Selenium is the leading tool for browser and mobile app automation and functional testing. Each year the Selenium community gets together to talk about emerging trends with Selenium and testing best practices in general. This year’s event was held in London at the Mermaid Theatre along the Thames. The conference provided an excellent opportunity to meet the key members of the Selenium team and other people and companies focused on testing. Here are some highlights from this year’s conference.
The Zen and the Art of Open Source Maintenance
The opening keynote was delivered by Selenium co-founder Simon Stewart. The talk was a humorous intro to the state of Selenium (3.0 just shipped), as well as strategies for fostering an active open source community. Simon discussed ways to be inviting, helpful, thankful, and kind in creating software that people can comprehend so that they are incentivized to contribute. The Selenium team is also working to help finalize the W3C WebDriver recommendation by the coming spring. He also reminded the audience that people treat Selenium like a utility, at times without much respect, and feel great frustration if something does not work as expected.
Advanced Test Automation Techniques for Responsive Websites and Apps
Adam is co-founder and CTO of Applitools, a platform for automating visual regression testing. Adam created a series of demos showing the usage of NUnit and Selenium (“because there aren’t enough C# Selenium examples”).
Umar gave an excellent talk about things to automate besides tests. His examples included screen scraping for content and randomly visiting Wikipedia, running through links until you end up in the philosophy section! Umar also talked through some of the benefits of testing with ES6+ async/await.

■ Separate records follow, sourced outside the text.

use crate::domain_model::{ContentPage, PageRequest};
use crate::infra_memory::ExpiringStore;
use std::sync::Arc;
use std::time::Duration;
use tracing::debug;

/// TTL cache of paginated content responses, keyed by the canonical
/// pagination signature. Bounded and oldest-inserted-first: a page that keeps
/// being read is still evicted before a page inserted after it.
pub struct ResponseCache {
    store: Arc<ExpiringStore<ContentPage>>,
    ttl: Duration,
}

impl ResponseCache {
    pub fn new(max_entries: usize, ttl: Duration) -> Self {
        Self {
            store: Arc::new(ExpiringStore::with_capacity(max_entries)),
            ttl,
        }
    }

    pub fn get(&self, request: PageRequest) -> Option<ContentPage> {
        self.store.get_if_live(&request.signature())
    }

    pub fn put(&self, request: PageRequest, page: ContentPage) {
        self.store.put(request.signature(), page, self.ttl);
    }

    /// Drop every cached page. The write path calls this before reporting
    /// success so the next read cannot observe pre-write data; reads already
    /// in flight may still return a previously cached page within its TTL.
    pub fn invalidate_all(&self) {
        let dropped = self.store.len();
        self.store.clear();
        debug!(dropped, "response cache invalidated");
    }

    pub fn len(&self) -> usize {
        self.store.len()
    }

    /// Store handle for wiring the background sweeper.
    pub fn store(&self) -> Arc<ExpiringStore<ContentPage>> {
        self.store.clone()
    }
}

#[cfg(test)]
mod tests {
    use super::*;
    use crate::domain_model::Pagination;
    use tokio::time::advance;

    fn page_of(page: u32, limit: u32) -> ContentPage {
        ContentPage {
            team: vec![],
            careers: vec![],
            pagination: Pagination {
                page,
                limit,
                total_team: 0,
                total_careers: 0,
                total_pages_team: 0,
                total_pages_careers: 0,
            },
        }
    }

    #[tokio::test(start_paused = true)]
    async fn hit_within_ttl_then_expires() {
        let cache = ResponseCache::new(50, Duration::from_secs(300));
        let req = PageRequest { page: 1, limit: 10 };
        cache.put(req, page_of(1, 10));

        advance(Duration::from_secs(299)).await;
        assert!(cache.get(req).is_some());

        advance(Duration::from_secs(1)).await;
        assert!(cache.get(req).is_none());
    }

    #[tokio::test(start_paused = true)]
    async fn full_cache_evicts_first_inserted_signature() {
        let cache = ResponseCache::new(2, Duration::from_secs(300));
        let first = PageRequest { page: 1, limit: 10 };
        let second = PageRequest { page: 2, limit: 10 };
        let third = PageRequest { page: 3, limit: 10 };

        cache.put(first, page_of(1, 10));
        cache.put(second, page_of(2, 10));
        // Touching the first entry must not save it.
        assert!(cache.get(first).is_some());
        cache.put(third, page_of(3, 10));

        assert!(cache.get(first).is_none());
        assert!(cache.get(second).is_some());
        assert!(cache.get(third).is_some());
    }

    #[tokio::test(start_paused = true)]
    async fn invalidate_all_misses_every_signature() {
        let cache = ResponseCache::new(50, Duration::from_secs(300));
        for page in 1..=5 {
            let req = PageRequest { page, limit: 10 };
            cache.put(req, page_of(page, 10));
        }
        cache.invalidate_all();
        for page in 1..=5 {
            assert!(cache.get(PageRequest { page, limit: 10 }).is_none());
        }
        assert_eq!(cache.len(), 0);
    }
}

Let’s Talk Security – Beyond Scanning
Dheeraj spoke about some of the simple things that may go wrong from a security perspective, showed some example scripts for testing security, and things to fix. The main takeaway from his talk is that it is easy to make bad choices that lead to client-side security vulnerabilities, but it is also relatively straightforward to test and fix these issues.

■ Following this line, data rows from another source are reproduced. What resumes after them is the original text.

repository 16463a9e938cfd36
mod auth_service;
mod content_service;

pub use auth_service::*;
pub use content_service::*;
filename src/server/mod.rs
mod server;

pub use server::*;
mod content_repo_memory;
mod expiring_store;
mod response_cache;
mod session_store_memory;

pub use content_repo_memory::*;
pub use expiring_store::*;
pub use response_cache::*;
pub use session_store_memory::*;
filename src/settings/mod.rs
mod cli;
pub use clap::Parser;
pub use cli::*;

mod settings;
pub use settings::*;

Robots – The Nuclear Option
Jason, the early founder of Selenium and co-founder of Sauce Labs, is now working on robot automation with the Tapsterbot. Jason showed scenarios of using robots for automated testing and talked about the next challenges with increased automation with UIs moving into every environment. For example, Jason spoke of the challenges in running automated tests for car-based consoles.
Sauce Labs evening reception
After the first day of talks, Sauce Labs hosted an evening reception at Madison with lovely views of St. Paul’s Cathedral, discussions around testing, and follow-ups on the earlier discussion topics. It was an excellent opportunity to get to speak further with many of the great people that help make Selenium.

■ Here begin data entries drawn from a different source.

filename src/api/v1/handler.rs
use super::error::*;
use super::validate;
use crate::application_port::{
    AccessGrant, AuthError, AuthService, AuthTokens, ContentService, ContentUpdate, LoginInput,
    SeedOutcome,
};
use crate::domain_model::{PaginationLimits, Subject};
use crate::server::Server;
use serde::{Deserialize, Serialize};
use std::sync::Arc;
use tracing::info;

#[derive(Debug, Serialize)]
pub struct ApiResponse<T> {
    pub success: bool,
    pub data: Option<T>,
    pub error: Option<ApiError>,
}

impl<T: Serialize> ApiResponse<T> {
    pub fn ok(data: T) -> Self {
        ApiResponse {
            success: true,
            data: Some(data),
            error: None,
        }
    }

    pub fn err(code: ApiErrorCode, message: impl Into<String>) -> Self {
        ApiResponse {
            success: false,
            data: None,
            error: Some(ApiError {
                code,
                message: message.into(),
            }),
        }
    }
}

#[derive(Debug, Deserialize)]
pub struct LoginRequest {
    pub username: String,
    pub password: String,
}

#[derive(Debug, Serialize)]
#[serde(rename_all = "camelCase")]
pub struct LoginResponse {
    pub subject: Subject,
    pub tokens: AuthTokens,
}

pub async fn login(
    body: LoginRequest,
    auth_service: Arc<dyn AuthService>,
) -> Result<impl warp::Reply, warp::Rejection> {
    if body.username.trim().is_empty() || body.password.is_empty() {
        return Err(reject_with(ApiRejection::validation(
            "username and password are required",
        )));
    }

    let login_result = auth_service
        .login(LoginInput {
            username: body.username,
            password: body.password,
        })
        .await
        .map_err(|e| reject_with(ApiRejection::from(e)))?;

    info!(subject = %login_result.subject, "login successful");
    Ok(warp::reply::json(&ApiResponse::ok(LoginResponse {
        subject: login_result.subject,
        tokens: login_result.tokens,
    })))
}

#[derive(Debug, Deserialize)]
#[serde(rename_all = "camelCase")]
pub struct RefreshRequest {
    pub refresh_token: String,
}

pub async fn refresh(
    body: RefreshRequest,
    auth_service: Arc<dyn AuthService>,
) -> Result<impl warp::Reply, warp::Rejection> {
    if body.refresh_token.is_empty() {
        return Err(reject_with(ApiRejection::validation(
            "refresh token is required",
        )));
    }

    let grant: AccessGrant = auth_service
        .refresh(&body.refresh_token)
        .await
        .map_err(|e| reject_with(ApiRejection::from(e)))?;

    Ok(warp::reply::json(&ApiResponse::ok(grant)))
}

#[derive(Debug, Serialize)]
pub struct LogoutResponse;

pub async fn logout(
    body: RefreshRequest,
    auth_service: Arc<dyn AuthService>,
) -> Result<impl warp::Reply, warp::Rejection> {
    auth_service
        .logout(&body.refresh_token)
        .await
        .map_err(|e| reject_with(ApiRejection::from(e)))?;

    Ok(warp::reply::json(&ApiResponse::ok(LogoutResponse)))
}

#[derive(Debug, Deserialize)]
pub struct ContentQuery {
    pub page: Option<u32>,
    pub limit: Option<u32>,
}

pub async fn get_content(
    query: ContentQuery,
    limits: PaginationLimits,
    content_service: Arc<dyn ContentService>,
) -> Result<impl warp::Reply, warp::Rejection> {
    let request = validate::validate_pagination(query.page, query.limit, limits)
        .map_err(|msg| reject_with(ApiRejection::validation(msg)))?;

    let page = content_service
        .get_content(request)
        .await
        .map_err(|e| reject_with(ApiRejection::from(e)))?;

    // Bare page body, not the envelope: this is the public read endpoint and
    // the cached value is the response.
    Ok(warp::reply::json(&page))
}

#[derive(Debug, Deserialize)]
pub struct ContentUpdateRequest {
    pub team: Option<Vec<crate::domain_model::TeamMember>>,
    pub careers: Option<Vec<crate::domain_model::JobPosting>>,
}

#[derive(Debug, Serialize)]
pub struct ContentUpdateResponse;

pub async fn update_content(
    subject: Subject,
    body: ContentUpdateRequest,
    content_service: Arc<dyn ContentService>,
) -> Result<impl warp::Reply, warp::Rejection> {
    let mut update = ContentUpdate {
        team: body.team,
        careers: body.careers,
    };
    validate::sanitize_update(&mut update);
    validate::validate_update(&update)
        .map_err(|msg| reject_with(ApiRejection::validation(msg)))?;

    content_service
        .update_content(update)
        .await
        .map_err(|e| reject_with(ApiRejection::from(e)))?;

    info!(subject = %subject, "content updated");
    Ok(warp::reply::json(&ApiResponse::ok(ContentUpdateResponse)))
}

#[derive(Debug, Serialize)]
#[serde(rename_all = "camelCase")]
pub struct HealthResponse {
    pub status: &'static str,
    pub uptime_secs: u64,
    pub team: usize,
    pub careers: usize,
}

pub async fn health(server: Arc<Server>) -> Result<impl warp::Reply, warp::Rejection> {
    let counts = server
        .content_service
        .counts()
        .await
        .map_err(|e| reject_with(ApiRejection::from(e)))?;

    Ok(warp::reply::json(&HealthResponse {
        status: "ok",
        uptime_secs: server.uptime_secs(),
        team: counts.team,
        careers: counts.careers,
    }))
}

#[derive(Debug, Serialize)]
pub struct SeedResponse {
    pub message: &'static str,
}

pub async fn seed(server: Arc<Server>) -> Result<impl warp::Reply, warp::Rejection> {
    let outcome = server
        .content_service
        .seed(server.seed_data())
        .await
        .map_err(|e| reject_with(ApiRejection::from(e)))?;

    let message = match outcome {
        SeedOutcome::Seeded => "content store seeded",
        SeedOutcome::AlreadyPopulated => "content store already has data",
    };
    Ok(warp::reply::json(&ApiResponse::ok(SeedResponse { message })))
}

/// Pull the bearer token out of an Authorization header value that may be
/// absent entirely.
pub fn bearer_token(header: Option<String>) -> Result<String, AuthError> {
    let header = header.ok_or(AuthError::MissingToken)?;
    match header.strip_prefix("Bearer ") {
        Some(token) if !token.is_empty() => Ok(token.to_string()),
        _ => Err(AuthError::MalformedToken),
    }
}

I gave a lightning talk with a 3-minute overview of Intern and its new features in 3.4, including performance testing, visual regression testing, and accessibility testing! There were several other interesting lightning talks. In particular, a fun session from the creator of WebDriver.io.
StarDriver Enterprise: Appium to the Future
Jonathan gave a very entertaining talk about the rearchitecture of Appium and WebDriver splitting each driver implementation out from the main core of the project. He did this by re-purposing 1980’s science fiction characters!
It was great to attend a conference with the people who actively create and maintain Selenium. While many of the conference talks were insightful, as is often the case, the hallway track was even more interesting. Here I learned about some of the motivations behind Selenium in the early days and over the years, some of the back story in how Selenium and WebDriver merged, and more.
It’s great to see an open source community that is healthy and thriving after collaborating for more than a decade! It was also great to attend another excellent conference organized by White October Events. They are a very coordinated bunch and seem to do a very solid job in creating a healthy conference environment for attendees, speakers, and sponsors!
We look forward to attending SeleniumConf 2017!